Pour cette réécriture de la relation entre Joker & Harley Quinn, Kami Garcia change complétement de registre, de son propre aveu elle a imaginé cette intrigue comme un thriller psychologique sur fond très très noir. Histoire de ne rien laisser au hasard, elle s’est adjoint les services d’un véritable psycho-criminologue, le Dr Edward Kurtz.

Pour les dessins ce sont pas moins de cinq dessinateurs qui ont rejoint le projet. Mico Suayan a assuré toute la partie en noir et blanc qui se concentre sur l’intrigue actuelle. Les planches en couleurs, que l’on doit à Mike Mayhew et à Jason Badower, permettent d’identifier les flashbacks. Les deux autres dessinateurs, David Mack et Cat Staggs n’interviendront que sur la chapitre Secret Files.

Dès les premières pages on est bluffé par la qualité photo-réaliste du dessin. Certaines planches sont mêmes de véritables merveilles qui nous en mettent plein les mirettes.
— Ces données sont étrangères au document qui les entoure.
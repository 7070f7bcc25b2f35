//! Per-epoch training callbacks.
//!
//! After every epoch the trainer hands the epoch's metric to a
//! [`TrainingCallback`], which decides whether training continues. Any
//! `FnMut(usize, &MetricValue) -> EpochAction` closure is a callback.

use super::eval::MetricValue;

/// What the trainer should do after an epoch.
#[derive(Debug, Clone, Copy, PartialEq, Eq, Default)]
pub enum EpochAction {
    /// Run the next epoch.
    #[default]
    Continue,
    /// End training after this epoch.
    Stop,
}

/// Observer invoked once per finished epoch.
pub trait TrainingCallback {
    /// Called with the 0-based epoch index and its metric.
    fn on_epoch_end(&mut self, epoch: usize, metric: &MetricValue) -> EpochAction;
}

impl<F> TrainingCallback for F
where
    F: FnMut(usize, &MetricValue) -> EpochAction,
{
    fn on_epoch_end(&mut self, epoch: usize, metric: &MetricValue) -> EpochAction {
        self(epoch, metric)
    }
}

/// Callback that never stops training.
#[derive(Debug, Clone, Copy, Default)]
pub struct NoCallback;

impl TrainingCallback for NoCallback {
    fn on_epoch_end(&mut self, _epoch: usize, _metric: &MetricValue) -> EpochAction {
        EpochAction::Continue
    }
}

/// Records every epoch metric value.
#[derive(Debug, Clone, Default)]
pub struct LossHistory {
    values: Vec<f64>,
}

impl LossHistory {
    pub fn new() -> Self {
        Self::default()
    }

    pub fn values(&self) -> &[f64] {
        &self.values
    }

    pub fn last(&self) -> Option<f64> {
        self.values.last().copied()
    }

    pub fn len(&self) -> usize {
        self.values.len()
    }

    pub fn is_empty(&self) -> bool {
        self.values.is_empty()
    }
}

impl TrainingCallback for LossHistory {
    fn on_epoch_end(&mut self, _epoch: usize, metric: &MetricValue) -> EpochAction {
        self.values.push(metric.value);
        EpochAction::Continue
    }
}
Par contre ce même aspect photo réaliste rend la scène de crime visuellement très explicite.

Les puristes de l’univers DC seront sans doute un peu surpris de découvrir un Joker sans une once de folie et une Harley Quinn totalement mature et au moins aussi futée que son rival. Outre le jeu du chat et de la souris que se livreront les deux protagonistes, c’est aussi un véritable duel psychologique qui va les opposer.

Point de romance à l’horizon non plus, ici Harley voue une haine viscérale au Joker et ne souhaite rien plus ardemment que la mort de son ennemi.

Batman est à peine mentionné, on sait juste qu’il semble avoir déserté Gotham City depuis quelques temps sans en connaître les raisons. Il apparait sur une vignette lors de l’accident qui coûtera la vie à la mère de John Kelly.

Les flashbacks permettent de réaliser que Joker et Harley, s’ils ont des parcours de vie radicalement différents, partagent une enfance difficile. Lui subit la violence d’un père abusif et alcoolique depuis le décès de sa femme. Elle doit affronter une mère tyrannique et non aimante. Chacun coupera les ponts avec le passé à sa façon.

Si Harley occupe le devant de la scène au niveau de l’enquête, elle n’en reste pas moins placée sous la responsabilité du commissaire Gordon en tant que consultante externe du GCPD (Gotham City Police Department). Un autre personnage indissociable du batverse, même si présentement il est plutôt placé au second plan.

Peut-être que les puristes convulseront face à cette revisite audacieuse de deux personnages phares du batverse, pour ma part j’ai totalement adhéré au côté thriller psychologique parfaitement maîtrisé. Que ce soit par son intrigue ou par ses dessins, ce volume est à déconseiller aux âmes les plus sensibles.

Quid d’une éventuelle suite ? La fin reste ouverte sur deux options, un retour vers la trame classique ou une poursuite dans la direction soulevée par Harley dans la dernière vignette. Ni l’une ni l’autre ne semble malheureusement dans les tuyaux de DC.